WHAT YOU NEED TO DO >> The expected output is exactly the lines below, starting at the line with "filename src/ast/unparse.rs" and ending at the line with "let pad = INDENT.repeat(depth);", both included; no other line belongs in it.

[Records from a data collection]
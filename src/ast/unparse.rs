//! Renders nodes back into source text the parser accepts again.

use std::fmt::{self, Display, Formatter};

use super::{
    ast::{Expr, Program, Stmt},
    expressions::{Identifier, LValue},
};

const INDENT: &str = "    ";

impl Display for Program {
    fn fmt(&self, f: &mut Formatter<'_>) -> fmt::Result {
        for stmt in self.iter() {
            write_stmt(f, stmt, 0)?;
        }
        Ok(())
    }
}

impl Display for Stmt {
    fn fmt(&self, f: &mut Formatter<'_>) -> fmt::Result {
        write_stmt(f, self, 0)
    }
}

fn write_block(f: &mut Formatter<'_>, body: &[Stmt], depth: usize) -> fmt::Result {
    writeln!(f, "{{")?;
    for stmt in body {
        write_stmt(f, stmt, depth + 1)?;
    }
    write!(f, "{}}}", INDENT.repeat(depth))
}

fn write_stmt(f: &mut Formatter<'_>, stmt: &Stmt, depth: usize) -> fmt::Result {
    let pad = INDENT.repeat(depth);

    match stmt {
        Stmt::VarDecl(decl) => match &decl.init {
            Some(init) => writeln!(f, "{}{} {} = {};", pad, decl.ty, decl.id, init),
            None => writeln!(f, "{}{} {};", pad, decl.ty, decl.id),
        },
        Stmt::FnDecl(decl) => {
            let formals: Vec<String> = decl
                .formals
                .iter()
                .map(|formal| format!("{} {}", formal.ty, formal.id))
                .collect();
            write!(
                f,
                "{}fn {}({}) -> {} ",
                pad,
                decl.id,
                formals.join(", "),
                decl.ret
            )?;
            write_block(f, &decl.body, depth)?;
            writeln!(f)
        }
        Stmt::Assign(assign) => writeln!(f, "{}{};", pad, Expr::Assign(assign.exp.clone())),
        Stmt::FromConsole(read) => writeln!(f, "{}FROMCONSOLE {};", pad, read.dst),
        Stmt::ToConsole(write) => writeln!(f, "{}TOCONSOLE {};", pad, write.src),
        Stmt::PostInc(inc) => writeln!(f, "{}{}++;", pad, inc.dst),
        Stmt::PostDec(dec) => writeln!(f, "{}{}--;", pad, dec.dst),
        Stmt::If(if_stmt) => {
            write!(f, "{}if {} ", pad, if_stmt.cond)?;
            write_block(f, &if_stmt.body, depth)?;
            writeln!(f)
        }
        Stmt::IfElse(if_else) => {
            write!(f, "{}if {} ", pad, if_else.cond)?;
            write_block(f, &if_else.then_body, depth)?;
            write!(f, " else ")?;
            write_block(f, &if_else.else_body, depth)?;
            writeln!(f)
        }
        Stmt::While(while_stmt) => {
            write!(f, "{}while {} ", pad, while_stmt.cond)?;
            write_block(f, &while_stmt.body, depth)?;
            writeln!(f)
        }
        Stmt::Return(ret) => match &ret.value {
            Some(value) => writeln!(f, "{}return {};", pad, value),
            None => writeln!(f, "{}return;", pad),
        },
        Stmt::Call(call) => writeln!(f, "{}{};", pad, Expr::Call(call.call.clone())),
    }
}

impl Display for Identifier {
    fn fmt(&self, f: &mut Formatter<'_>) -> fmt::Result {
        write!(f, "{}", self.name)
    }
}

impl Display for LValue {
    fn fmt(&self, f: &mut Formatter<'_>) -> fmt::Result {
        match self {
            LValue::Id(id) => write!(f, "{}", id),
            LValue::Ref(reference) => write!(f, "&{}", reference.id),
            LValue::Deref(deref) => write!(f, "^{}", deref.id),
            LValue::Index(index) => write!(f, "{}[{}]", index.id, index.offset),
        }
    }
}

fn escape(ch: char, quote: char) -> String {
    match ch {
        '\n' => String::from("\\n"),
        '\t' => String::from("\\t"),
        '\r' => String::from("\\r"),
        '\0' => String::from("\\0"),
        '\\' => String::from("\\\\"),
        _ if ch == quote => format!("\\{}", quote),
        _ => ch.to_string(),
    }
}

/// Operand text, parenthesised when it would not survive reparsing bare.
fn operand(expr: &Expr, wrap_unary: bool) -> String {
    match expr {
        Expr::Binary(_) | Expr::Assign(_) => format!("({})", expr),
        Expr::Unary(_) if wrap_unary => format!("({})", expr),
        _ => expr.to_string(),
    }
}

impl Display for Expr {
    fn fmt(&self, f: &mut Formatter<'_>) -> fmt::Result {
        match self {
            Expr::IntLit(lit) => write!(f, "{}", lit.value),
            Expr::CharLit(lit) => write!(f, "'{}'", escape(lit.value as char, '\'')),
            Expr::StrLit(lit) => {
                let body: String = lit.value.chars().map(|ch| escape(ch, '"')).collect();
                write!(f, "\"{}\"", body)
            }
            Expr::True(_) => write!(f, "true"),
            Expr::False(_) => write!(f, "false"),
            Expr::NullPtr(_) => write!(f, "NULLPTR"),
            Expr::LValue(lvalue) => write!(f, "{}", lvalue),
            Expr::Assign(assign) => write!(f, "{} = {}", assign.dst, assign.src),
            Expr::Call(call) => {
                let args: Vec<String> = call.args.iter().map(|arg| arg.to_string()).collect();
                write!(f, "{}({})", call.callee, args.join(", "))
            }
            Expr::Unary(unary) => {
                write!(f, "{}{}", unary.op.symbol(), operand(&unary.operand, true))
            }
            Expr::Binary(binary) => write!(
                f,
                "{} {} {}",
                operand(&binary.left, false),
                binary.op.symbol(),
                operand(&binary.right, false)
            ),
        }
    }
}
...
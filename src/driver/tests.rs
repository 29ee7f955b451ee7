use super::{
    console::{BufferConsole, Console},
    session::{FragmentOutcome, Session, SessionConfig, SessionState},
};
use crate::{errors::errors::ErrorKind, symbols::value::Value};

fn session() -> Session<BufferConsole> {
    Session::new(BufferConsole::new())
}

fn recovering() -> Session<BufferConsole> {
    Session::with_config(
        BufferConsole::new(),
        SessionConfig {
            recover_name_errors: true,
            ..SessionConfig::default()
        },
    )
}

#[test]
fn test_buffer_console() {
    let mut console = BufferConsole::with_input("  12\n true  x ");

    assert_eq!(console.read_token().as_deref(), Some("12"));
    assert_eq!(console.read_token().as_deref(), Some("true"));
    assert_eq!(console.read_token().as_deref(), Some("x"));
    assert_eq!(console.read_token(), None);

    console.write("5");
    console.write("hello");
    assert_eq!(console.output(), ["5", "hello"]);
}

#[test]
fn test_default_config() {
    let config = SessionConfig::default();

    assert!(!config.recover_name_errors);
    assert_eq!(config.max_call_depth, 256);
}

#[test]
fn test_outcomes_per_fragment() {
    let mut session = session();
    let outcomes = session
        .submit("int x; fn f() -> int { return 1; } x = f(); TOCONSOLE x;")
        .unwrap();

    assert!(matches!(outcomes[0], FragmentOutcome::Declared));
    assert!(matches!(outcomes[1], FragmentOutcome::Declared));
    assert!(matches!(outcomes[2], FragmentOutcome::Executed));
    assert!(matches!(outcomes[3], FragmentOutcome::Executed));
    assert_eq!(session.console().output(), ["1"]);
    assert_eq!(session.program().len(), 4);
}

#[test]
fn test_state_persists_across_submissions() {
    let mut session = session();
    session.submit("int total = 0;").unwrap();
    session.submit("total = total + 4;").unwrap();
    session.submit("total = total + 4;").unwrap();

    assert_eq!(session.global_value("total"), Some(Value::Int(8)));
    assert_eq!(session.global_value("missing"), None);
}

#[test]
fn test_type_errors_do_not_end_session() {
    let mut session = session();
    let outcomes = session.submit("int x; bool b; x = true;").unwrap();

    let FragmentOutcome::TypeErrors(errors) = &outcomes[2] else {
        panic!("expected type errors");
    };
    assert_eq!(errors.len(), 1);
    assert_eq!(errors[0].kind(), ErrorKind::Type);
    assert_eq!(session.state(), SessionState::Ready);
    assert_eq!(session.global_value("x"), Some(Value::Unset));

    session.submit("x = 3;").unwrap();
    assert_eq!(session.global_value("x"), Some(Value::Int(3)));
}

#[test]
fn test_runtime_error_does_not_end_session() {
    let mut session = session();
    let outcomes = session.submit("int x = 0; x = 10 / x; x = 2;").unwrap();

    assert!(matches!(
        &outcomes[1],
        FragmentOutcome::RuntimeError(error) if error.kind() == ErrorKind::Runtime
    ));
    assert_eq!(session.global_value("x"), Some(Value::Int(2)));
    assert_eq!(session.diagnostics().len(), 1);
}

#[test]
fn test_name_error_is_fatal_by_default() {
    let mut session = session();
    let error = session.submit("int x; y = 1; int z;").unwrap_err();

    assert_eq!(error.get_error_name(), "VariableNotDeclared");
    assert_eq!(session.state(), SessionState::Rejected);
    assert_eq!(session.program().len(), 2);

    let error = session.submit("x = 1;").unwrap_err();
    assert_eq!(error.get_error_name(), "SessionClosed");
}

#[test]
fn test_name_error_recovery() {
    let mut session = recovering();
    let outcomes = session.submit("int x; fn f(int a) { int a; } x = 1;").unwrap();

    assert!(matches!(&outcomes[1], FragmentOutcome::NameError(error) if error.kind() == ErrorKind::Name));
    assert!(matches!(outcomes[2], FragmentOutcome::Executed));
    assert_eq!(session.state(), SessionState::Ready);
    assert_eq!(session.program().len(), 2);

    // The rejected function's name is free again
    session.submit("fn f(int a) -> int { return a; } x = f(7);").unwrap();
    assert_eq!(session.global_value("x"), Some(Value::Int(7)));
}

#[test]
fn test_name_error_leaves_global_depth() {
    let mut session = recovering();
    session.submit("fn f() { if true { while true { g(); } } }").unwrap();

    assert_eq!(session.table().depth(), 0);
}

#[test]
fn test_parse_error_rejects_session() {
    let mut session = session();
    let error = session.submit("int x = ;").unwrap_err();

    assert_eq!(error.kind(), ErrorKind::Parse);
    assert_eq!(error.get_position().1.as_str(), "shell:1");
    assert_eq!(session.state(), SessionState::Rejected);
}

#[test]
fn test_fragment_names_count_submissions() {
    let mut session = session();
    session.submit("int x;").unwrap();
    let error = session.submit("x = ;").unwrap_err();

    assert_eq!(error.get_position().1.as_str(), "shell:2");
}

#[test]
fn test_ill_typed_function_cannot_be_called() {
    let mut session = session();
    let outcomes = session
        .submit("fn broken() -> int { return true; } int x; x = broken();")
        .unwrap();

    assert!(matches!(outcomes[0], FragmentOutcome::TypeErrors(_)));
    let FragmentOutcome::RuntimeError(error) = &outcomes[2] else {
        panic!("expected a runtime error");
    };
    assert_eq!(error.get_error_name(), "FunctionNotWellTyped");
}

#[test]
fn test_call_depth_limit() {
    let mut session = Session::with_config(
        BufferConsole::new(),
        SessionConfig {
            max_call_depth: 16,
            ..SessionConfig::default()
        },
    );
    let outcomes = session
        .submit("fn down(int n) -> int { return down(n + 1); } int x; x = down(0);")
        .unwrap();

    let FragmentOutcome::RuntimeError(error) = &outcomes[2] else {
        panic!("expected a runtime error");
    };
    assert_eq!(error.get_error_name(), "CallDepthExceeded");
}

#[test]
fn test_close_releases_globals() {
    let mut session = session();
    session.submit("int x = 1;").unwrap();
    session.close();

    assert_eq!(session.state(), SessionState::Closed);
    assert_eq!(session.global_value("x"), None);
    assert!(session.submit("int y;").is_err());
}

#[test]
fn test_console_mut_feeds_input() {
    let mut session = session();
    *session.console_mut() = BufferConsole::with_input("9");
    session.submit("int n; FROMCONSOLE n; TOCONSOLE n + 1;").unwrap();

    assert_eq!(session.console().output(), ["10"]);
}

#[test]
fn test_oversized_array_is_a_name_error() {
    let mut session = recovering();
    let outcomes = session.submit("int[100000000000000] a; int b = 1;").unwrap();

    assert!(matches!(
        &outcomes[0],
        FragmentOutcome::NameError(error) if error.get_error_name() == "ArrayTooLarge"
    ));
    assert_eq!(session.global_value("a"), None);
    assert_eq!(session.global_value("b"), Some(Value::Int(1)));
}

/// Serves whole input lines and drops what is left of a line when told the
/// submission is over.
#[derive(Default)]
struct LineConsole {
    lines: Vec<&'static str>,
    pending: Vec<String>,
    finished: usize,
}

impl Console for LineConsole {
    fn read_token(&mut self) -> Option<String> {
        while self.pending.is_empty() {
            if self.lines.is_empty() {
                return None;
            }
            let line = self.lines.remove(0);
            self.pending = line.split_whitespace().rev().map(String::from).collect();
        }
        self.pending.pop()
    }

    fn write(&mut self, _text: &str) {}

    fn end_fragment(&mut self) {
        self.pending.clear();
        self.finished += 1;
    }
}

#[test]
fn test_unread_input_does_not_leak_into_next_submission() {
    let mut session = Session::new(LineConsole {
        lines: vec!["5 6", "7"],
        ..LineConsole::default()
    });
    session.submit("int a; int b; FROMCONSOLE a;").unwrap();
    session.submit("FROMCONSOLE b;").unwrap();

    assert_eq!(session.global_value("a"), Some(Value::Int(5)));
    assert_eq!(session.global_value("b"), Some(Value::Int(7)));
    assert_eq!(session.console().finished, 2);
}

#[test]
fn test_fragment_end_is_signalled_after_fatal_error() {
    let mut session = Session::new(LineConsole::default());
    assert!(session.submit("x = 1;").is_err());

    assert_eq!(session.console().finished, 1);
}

EXERCISE RESULT >>
filename src/ast/unparse.rs
//! Renders nodes back into source text the parser accepts again.

use std::fmt::{self, Display, Formatter};

use super::{
    ast::{Expr, Program, Stmt},
    expressions::{Identifier, LValue},
};

const INDENT: &str = "    ";

impl Display for Program {
    fn fmt(&self, f: &mut Formatter<'_>) -> fmt::Result {
        for stmt in self.iter() {
            write_stmt(f, stmt, 0)?;
        }
        Ok(())
    }
}

impl Display for Stmt {
    fn fmt(&self, f: &mut Formatter<'_>) -> fmt::Result {
        write_stmt(f, self, 0)
    }
}

fn write_block(f: &mut Formatter<'_>, body: &[Stmt], depth: usize) -> fmt::Result {
    writeln!(f, "{{")?;
    for stmt in body {
        write_stmt(f, stmt, depth + 1)?;
    }
    write!(f, "{}}}", INDENT.repeat(depth))
}

fn write_stmt(f: &mut Formatter<'_>, stmt: &Stmt, depth: usize) -> fmt::Result {
    let pad = INDENT.repeat(depth);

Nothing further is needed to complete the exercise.